Task prompt: In the entries below, find every line with the string "BehaviorVersion" and copy it.

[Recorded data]
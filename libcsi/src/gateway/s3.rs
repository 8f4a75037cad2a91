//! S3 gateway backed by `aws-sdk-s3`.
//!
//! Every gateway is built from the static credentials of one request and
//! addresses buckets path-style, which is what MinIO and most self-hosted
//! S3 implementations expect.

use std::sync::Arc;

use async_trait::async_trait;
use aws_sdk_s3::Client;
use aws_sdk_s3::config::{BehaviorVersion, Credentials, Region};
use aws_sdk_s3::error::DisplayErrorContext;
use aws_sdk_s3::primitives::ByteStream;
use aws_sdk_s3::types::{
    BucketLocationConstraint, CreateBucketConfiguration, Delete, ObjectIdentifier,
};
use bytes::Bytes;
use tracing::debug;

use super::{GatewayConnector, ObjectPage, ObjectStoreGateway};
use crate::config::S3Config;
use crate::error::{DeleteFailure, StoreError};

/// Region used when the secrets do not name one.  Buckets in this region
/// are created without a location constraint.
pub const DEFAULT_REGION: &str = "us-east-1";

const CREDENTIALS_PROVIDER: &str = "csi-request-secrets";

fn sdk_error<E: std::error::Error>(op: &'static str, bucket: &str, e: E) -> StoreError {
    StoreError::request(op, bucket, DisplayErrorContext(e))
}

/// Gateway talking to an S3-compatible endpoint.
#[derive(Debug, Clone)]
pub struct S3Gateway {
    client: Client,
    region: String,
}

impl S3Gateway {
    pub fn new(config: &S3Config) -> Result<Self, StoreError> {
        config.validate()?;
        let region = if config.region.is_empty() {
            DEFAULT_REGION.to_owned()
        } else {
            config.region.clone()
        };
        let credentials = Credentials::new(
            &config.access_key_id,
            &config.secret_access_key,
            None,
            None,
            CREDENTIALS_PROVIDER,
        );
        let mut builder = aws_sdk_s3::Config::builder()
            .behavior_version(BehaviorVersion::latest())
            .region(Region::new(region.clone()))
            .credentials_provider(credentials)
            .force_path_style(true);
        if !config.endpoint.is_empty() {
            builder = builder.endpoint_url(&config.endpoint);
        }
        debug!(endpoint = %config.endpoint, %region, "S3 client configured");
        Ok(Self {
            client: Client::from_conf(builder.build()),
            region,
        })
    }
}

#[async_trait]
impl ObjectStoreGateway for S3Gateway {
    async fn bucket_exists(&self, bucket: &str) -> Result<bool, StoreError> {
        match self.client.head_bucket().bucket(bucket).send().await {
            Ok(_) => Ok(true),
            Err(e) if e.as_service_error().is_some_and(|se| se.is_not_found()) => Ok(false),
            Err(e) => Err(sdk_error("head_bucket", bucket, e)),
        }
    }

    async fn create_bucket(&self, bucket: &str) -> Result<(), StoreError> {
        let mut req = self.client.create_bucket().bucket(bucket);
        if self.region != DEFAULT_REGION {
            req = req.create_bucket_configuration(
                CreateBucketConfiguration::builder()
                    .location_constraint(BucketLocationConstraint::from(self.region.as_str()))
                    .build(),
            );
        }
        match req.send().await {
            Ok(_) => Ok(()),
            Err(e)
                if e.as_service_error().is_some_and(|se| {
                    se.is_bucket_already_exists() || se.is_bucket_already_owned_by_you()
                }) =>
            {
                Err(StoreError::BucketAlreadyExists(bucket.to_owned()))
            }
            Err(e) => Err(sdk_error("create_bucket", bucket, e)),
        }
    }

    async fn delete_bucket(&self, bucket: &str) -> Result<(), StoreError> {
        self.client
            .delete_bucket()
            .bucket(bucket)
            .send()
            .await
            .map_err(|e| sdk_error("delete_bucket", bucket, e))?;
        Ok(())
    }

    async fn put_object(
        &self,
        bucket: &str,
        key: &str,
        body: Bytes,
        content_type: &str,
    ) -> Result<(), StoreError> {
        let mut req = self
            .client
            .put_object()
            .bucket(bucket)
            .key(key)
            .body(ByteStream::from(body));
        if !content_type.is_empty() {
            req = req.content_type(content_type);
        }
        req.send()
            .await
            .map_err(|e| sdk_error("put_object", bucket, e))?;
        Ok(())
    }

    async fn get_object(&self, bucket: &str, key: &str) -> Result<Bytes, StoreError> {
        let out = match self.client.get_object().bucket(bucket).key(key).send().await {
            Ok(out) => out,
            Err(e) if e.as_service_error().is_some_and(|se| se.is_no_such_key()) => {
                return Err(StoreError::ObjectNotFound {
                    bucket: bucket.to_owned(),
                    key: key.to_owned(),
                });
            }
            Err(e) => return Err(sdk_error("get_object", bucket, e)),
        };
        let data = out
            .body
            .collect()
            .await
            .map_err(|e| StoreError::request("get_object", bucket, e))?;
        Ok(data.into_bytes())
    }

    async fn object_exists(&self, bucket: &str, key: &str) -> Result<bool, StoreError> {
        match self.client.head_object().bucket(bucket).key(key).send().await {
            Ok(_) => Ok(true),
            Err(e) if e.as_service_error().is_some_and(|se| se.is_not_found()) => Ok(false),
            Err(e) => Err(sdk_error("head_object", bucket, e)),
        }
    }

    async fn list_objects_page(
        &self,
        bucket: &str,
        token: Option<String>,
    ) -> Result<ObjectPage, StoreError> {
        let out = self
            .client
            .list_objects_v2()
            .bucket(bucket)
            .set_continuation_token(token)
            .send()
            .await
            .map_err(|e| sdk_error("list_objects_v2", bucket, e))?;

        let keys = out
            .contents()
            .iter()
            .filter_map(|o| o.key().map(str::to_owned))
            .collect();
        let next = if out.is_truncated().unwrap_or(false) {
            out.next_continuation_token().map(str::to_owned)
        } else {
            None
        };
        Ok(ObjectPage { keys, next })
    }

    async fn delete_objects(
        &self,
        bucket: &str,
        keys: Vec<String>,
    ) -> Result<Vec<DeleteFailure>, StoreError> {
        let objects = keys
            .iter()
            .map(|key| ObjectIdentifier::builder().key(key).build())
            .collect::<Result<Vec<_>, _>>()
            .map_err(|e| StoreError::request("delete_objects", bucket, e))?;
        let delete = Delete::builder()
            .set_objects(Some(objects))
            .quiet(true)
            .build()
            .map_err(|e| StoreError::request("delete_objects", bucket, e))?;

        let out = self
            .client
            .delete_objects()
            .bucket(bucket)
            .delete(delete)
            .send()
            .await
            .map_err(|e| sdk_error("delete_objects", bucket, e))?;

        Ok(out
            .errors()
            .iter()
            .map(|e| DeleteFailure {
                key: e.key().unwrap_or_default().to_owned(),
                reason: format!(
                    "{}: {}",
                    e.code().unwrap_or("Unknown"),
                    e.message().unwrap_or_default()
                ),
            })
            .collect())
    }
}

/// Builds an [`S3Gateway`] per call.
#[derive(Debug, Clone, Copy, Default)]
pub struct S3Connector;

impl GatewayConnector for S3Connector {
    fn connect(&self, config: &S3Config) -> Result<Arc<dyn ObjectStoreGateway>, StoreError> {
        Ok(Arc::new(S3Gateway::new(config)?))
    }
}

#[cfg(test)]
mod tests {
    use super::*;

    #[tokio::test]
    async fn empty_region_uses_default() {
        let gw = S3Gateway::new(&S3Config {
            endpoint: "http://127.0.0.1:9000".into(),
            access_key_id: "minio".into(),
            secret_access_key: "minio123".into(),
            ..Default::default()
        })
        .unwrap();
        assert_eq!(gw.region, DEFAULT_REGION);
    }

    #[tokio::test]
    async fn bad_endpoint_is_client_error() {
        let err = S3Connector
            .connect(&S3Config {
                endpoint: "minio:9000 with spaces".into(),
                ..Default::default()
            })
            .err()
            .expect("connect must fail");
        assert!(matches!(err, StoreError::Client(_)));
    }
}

==

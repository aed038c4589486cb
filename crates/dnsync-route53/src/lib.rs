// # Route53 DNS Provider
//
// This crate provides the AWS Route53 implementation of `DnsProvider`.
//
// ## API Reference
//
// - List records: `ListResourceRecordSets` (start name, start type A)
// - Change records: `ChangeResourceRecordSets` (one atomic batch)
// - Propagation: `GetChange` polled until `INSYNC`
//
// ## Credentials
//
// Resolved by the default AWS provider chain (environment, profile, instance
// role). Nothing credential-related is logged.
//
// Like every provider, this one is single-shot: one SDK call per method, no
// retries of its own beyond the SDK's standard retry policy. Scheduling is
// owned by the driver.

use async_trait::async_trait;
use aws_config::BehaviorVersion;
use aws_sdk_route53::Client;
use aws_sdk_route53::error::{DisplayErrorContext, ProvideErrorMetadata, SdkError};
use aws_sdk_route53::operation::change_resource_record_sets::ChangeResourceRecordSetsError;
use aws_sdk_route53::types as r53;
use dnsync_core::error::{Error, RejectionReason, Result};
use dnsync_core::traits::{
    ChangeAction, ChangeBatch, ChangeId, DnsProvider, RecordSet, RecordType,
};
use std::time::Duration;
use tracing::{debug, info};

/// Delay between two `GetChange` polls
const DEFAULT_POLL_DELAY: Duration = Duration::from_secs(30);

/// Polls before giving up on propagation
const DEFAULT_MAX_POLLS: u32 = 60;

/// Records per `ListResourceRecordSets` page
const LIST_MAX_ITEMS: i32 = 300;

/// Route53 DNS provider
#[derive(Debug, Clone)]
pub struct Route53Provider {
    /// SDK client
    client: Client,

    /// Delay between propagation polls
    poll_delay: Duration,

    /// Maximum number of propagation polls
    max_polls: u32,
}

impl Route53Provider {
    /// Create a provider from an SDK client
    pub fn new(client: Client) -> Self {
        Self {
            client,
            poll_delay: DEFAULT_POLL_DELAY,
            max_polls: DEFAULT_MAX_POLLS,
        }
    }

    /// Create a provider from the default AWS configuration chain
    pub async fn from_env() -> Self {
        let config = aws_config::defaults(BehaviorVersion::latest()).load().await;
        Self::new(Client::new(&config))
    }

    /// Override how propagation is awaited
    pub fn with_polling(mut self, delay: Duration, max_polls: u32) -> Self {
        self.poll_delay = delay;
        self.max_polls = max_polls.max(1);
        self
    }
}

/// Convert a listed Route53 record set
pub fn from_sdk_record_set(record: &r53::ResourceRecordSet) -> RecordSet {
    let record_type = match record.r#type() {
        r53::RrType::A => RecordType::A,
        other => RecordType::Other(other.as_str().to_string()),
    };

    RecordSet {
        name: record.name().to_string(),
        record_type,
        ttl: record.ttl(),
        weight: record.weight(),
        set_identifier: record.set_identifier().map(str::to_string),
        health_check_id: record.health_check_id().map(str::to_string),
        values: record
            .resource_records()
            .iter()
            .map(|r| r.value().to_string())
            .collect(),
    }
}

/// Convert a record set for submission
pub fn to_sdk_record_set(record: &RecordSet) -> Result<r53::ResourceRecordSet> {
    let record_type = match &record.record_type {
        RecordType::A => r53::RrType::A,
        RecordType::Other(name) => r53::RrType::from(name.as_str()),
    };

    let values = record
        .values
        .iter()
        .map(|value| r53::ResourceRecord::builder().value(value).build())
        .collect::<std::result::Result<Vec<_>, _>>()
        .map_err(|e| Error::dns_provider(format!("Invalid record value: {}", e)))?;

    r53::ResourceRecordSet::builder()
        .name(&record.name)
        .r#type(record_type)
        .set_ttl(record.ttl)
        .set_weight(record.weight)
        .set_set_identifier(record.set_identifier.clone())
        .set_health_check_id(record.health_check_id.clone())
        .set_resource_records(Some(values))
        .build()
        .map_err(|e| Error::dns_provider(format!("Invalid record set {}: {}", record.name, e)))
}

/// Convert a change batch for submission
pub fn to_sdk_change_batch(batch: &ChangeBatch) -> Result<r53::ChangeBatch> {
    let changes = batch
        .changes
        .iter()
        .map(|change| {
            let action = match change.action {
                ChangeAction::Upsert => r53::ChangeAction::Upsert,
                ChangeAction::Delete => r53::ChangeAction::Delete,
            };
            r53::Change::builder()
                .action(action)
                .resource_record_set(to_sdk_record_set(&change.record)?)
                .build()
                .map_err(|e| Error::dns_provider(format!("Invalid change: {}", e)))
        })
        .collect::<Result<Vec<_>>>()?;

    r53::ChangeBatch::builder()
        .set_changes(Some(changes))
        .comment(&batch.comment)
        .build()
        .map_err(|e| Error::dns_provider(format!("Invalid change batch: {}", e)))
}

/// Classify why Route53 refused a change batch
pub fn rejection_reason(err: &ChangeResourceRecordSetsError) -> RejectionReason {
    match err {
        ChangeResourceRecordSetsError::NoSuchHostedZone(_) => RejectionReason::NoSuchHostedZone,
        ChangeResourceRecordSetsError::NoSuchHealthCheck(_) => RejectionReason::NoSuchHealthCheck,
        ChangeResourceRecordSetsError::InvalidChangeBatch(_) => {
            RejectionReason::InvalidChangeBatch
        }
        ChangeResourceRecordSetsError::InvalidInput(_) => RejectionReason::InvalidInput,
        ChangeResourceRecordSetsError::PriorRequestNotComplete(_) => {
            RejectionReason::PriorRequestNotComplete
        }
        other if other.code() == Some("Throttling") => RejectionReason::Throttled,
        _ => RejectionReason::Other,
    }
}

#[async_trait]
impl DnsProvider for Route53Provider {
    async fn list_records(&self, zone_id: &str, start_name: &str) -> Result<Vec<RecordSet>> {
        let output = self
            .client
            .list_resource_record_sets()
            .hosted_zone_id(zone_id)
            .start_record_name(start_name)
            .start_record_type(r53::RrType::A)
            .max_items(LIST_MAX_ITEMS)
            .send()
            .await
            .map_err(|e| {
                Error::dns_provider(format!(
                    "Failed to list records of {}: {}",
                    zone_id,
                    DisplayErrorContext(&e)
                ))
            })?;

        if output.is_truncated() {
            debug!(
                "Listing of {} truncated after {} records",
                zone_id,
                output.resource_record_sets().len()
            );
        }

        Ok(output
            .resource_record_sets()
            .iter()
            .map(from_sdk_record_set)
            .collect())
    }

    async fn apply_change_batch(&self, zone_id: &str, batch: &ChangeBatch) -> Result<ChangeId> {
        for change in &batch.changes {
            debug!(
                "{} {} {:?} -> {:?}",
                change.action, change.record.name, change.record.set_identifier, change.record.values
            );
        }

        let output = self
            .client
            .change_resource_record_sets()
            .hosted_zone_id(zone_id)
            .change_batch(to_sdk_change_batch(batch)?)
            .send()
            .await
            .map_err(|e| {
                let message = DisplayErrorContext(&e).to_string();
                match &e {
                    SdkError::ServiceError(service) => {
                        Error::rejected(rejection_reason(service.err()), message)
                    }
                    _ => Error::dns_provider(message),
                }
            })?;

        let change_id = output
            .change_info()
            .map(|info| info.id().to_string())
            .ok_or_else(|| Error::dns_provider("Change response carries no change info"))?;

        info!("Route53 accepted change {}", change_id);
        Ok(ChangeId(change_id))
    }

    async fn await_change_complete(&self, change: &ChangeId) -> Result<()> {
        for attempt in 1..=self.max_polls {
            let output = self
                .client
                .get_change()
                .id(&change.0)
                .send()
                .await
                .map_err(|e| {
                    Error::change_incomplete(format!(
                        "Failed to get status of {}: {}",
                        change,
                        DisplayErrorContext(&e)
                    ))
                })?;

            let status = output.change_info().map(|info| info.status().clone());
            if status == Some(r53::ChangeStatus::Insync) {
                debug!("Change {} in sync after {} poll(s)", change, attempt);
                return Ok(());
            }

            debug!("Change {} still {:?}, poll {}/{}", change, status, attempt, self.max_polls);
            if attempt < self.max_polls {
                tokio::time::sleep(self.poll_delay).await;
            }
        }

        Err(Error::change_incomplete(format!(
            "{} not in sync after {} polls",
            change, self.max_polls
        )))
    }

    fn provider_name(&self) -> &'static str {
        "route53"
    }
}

---

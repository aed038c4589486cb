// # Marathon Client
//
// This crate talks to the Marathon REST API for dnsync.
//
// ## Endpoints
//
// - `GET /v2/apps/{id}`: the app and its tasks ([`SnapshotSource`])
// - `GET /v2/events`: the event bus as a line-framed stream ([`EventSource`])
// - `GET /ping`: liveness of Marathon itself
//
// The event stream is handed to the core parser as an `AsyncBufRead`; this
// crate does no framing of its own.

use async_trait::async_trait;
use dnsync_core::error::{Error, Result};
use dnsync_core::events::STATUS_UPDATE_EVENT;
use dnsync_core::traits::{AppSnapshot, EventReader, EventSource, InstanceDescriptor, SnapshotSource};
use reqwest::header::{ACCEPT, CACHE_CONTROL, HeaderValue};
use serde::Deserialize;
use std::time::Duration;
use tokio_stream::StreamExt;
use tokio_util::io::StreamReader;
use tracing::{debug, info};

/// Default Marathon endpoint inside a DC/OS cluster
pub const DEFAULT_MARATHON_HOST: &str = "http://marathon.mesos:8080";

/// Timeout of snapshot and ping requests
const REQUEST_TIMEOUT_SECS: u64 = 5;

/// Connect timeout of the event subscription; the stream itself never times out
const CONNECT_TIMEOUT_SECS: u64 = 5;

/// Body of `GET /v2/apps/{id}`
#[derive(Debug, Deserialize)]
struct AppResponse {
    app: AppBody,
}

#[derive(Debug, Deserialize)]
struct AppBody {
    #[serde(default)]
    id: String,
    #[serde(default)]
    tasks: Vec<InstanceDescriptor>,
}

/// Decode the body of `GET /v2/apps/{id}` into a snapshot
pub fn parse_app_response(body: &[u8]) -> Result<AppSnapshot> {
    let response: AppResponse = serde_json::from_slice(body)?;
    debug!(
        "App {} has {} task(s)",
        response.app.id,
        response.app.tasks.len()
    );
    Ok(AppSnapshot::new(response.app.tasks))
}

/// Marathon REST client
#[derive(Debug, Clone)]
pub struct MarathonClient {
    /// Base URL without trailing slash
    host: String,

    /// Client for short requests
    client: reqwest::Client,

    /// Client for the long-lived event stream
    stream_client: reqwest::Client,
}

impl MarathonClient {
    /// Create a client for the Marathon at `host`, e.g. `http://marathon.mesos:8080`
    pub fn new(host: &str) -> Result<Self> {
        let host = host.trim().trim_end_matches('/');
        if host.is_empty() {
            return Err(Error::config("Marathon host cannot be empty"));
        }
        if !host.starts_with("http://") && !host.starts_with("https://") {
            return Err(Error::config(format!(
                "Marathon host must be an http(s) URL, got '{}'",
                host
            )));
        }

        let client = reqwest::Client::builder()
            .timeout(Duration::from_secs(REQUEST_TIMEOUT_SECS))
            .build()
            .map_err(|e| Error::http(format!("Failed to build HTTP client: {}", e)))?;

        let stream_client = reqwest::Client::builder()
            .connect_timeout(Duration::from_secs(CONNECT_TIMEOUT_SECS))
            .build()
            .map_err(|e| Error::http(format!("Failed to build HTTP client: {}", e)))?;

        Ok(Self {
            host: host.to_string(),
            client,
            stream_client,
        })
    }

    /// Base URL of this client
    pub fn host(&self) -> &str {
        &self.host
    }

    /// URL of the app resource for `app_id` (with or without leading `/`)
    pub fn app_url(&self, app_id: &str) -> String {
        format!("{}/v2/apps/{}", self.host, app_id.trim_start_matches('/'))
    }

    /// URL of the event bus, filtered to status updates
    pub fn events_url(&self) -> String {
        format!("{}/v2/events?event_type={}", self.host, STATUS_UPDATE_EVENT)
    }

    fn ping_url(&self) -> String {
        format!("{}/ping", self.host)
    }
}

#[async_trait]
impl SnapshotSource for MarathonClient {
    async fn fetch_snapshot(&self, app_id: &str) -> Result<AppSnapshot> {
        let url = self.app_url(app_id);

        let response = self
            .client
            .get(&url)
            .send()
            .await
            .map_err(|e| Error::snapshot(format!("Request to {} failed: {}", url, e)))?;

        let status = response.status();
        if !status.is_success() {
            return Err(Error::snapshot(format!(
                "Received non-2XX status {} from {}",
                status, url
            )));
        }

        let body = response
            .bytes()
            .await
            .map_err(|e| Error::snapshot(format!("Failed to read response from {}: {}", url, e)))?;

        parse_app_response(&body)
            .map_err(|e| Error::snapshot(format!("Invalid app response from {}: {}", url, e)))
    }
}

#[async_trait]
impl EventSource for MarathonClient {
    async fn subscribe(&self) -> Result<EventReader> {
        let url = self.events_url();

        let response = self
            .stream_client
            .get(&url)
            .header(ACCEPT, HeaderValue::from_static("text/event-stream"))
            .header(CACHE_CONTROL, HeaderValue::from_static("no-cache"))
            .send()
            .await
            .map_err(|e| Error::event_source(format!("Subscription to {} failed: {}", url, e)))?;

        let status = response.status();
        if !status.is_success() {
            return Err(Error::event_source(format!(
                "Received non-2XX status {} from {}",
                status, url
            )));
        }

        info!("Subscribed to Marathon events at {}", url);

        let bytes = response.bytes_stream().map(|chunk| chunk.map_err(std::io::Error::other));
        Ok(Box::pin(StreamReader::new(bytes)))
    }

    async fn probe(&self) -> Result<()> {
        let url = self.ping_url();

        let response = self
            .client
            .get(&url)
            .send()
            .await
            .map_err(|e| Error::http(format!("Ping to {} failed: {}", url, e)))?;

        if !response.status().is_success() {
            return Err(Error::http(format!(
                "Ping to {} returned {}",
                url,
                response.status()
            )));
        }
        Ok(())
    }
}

Task solution:
use aws_sdk_s3::config::{BehaviorVersion, Credentials, Region};
            .behavior_version(BehaviorVersion::latest())
use aws_config::BehaviorVersion;
        let config = aws_config::defaults(BehaviorVersion::latest()).load().await;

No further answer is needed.